Your goal:
Every single line below has to be printed once more, exactly.

** Opening Input material block **

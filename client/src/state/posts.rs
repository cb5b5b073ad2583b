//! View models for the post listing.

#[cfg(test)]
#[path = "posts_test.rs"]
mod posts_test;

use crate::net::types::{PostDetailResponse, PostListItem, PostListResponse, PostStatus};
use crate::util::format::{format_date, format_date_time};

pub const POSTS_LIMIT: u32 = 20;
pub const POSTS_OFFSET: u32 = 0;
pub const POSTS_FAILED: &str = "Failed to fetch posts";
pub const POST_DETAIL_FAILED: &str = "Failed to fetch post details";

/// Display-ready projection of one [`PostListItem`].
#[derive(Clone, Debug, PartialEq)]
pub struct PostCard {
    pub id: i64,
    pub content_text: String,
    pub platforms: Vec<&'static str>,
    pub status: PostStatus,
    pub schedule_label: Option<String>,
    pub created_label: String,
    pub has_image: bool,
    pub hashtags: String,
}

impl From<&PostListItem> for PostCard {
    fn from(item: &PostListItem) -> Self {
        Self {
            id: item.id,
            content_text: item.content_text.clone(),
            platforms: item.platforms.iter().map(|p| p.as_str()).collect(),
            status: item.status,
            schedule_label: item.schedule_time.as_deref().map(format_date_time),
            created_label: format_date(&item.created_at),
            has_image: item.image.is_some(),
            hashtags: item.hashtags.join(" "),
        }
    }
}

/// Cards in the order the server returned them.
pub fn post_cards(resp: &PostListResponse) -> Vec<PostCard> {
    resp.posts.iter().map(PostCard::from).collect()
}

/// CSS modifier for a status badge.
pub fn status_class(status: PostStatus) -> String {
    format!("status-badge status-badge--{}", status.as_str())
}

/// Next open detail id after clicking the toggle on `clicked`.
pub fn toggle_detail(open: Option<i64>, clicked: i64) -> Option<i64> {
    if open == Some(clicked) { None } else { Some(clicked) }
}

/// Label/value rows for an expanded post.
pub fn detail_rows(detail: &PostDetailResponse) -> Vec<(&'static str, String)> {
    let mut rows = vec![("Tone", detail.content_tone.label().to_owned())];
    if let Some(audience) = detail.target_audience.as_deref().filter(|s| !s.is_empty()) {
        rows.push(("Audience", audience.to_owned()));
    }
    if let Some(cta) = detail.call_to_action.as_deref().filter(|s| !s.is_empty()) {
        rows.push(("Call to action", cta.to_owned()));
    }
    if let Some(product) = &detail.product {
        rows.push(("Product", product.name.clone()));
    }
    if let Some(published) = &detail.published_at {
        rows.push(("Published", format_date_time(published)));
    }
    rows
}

** Closing Input material block **

Reply:
filename client/src/state/posts.rs
repository cb5b5b073ad2583b
//! View models for the post listing.

#[cfg(test)]
#[path = "posts_test.rs"]
mod posts_test;

use crate::net::types::{PostDetailResponse, PostListItem, PostListResponse, PostStatus};
use crate::util::format::{format_date, format_date_time};

pub const POSTS_LIMIT: u32 = 20;
pub const POSTS_OFFSET: u32 = 0;
pub const POSTS_FAILED: &str = "Failed to fetch posts";
pub const POST_DETAIL_FAILED: &str = "Failed to fetch post details";

/// Display-ready projection of one [`PostListItem`].
#[derive(Clone, Debug, PartialEq)]
pub struct PostCard {
    pub id: i64,
    pub content_text: String,
    pub platforms: Vec<&'static str>,
    pub status: PostStatus,
    pub schedule_label: Option<String>,
    pub created_label: String,
    pub has_image: bool,
    pub hashtags: String,
}

impl From<&PostListItem> for PostCard {
    fn from(item: &PostListItem) -> Self {
        Self {
            id: item.id,
            content_text: item.content_text.clone(),
            platforms: item.platforms.iter().map(|p| p.as_str()).collect(),
            status: item.status,
            schedule_label: item.schedule_time.as_deref().map(format_date_time),
            created_label: format_date(&item.created_at),
            has_image: item.image.is_some(),
            hashtags: item.hashtags.join(" "),
        }
    }
}

/// Cards in the order the server returned them.
pub fn post_cards(resp: &PostListResponse) -> Vec<PostCard> {
    resp.posts.iter().map(PostCard::from).collect()
}

/// CSS modifier for a status badge.
pub fn status_class(status: PostStatus) -> String {
    format!("status-badge status-badge--{}", status.as_str())
}

/// Next open detail id after clicking the toggle on `clicked`.
pub fn toggle_detail(open: Option<i64>, clicked: i64) -> Option<i64> {
    if open == Some(clicked) { None } else { Some(clicked) }
}

/// Label/value rows for an expanded post.
pub fn detail_rows(detail: &PostDetailResponse) -> Vec<(&'static str, String)> {
    let mut rows = vec![("Tone", detail.content_tone.label().to_owned())];
    if let Some(audience) = detail.target_audience.as_deref().filter(|s| !s.is_empty()) {
        rows.push(("Audience", audience.to_owned()));
    }
    if let Some(cta) = detail.call_to_action.as_deref().filter(|s| !s.is_empty()) {
        rows.push(("Call to action", cta.to_owned()));
    }
    if let Some(product) = &detail.product {
        rows.push(("Product", product.name.clone()));
    }
    if let Some(published) = &detail.published_at {
        rows.push(("Published", format_date_time(published)));
    }
    rows
}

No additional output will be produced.